(Collected data entries)
[Start of Attachment]

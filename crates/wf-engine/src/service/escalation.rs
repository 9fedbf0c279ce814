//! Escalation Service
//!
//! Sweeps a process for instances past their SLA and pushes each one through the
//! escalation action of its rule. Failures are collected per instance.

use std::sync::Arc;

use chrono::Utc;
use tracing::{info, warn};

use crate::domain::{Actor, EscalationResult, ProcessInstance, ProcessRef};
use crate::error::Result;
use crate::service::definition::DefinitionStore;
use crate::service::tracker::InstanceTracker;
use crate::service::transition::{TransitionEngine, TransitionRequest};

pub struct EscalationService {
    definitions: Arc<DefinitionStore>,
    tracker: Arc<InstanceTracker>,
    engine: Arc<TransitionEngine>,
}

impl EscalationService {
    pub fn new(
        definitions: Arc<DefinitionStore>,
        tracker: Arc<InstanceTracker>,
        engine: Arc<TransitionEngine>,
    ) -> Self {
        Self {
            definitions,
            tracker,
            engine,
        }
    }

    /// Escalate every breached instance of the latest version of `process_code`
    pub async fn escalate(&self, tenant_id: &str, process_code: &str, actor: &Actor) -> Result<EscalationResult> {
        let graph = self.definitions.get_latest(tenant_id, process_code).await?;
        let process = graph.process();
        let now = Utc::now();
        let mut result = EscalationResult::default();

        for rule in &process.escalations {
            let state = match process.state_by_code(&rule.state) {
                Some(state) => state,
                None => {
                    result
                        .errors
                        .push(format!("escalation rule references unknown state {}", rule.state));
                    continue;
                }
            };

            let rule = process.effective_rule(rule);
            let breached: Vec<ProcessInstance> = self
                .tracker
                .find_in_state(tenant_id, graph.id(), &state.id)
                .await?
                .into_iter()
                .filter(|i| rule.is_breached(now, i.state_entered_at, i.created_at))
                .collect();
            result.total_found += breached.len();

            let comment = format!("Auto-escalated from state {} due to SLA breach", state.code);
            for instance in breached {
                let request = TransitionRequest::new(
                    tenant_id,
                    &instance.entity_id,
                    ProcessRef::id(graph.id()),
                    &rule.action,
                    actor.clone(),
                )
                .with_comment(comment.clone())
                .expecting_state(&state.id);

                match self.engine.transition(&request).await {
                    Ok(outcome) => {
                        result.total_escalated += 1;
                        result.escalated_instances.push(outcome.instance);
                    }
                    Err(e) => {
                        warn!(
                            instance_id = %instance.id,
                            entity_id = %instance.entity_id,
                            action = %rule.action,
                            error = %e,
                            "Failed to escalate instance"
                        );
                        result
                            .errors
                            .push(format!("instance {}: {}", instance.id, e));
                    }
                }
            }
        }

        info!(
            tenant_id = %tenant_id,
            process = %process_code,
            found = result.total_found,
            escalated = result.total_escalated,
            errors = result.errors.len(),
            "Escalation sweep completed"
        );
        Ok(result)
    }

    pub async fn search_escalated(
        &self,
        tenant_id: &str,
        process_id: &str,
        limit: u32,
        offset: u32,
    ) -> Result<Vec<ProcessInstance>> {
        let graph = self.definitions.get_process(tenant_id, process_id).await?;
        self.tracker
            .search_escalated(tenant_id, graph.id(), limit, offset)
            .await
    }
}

[End of Attachment]

• [What the exercise asks]: If a line of the data holds the string "action", list it.

• [Answer to this exercise]:
//! escalation action of its rule. Failures are collected per instance.
                    &rule.action,
                            action = %rule.action,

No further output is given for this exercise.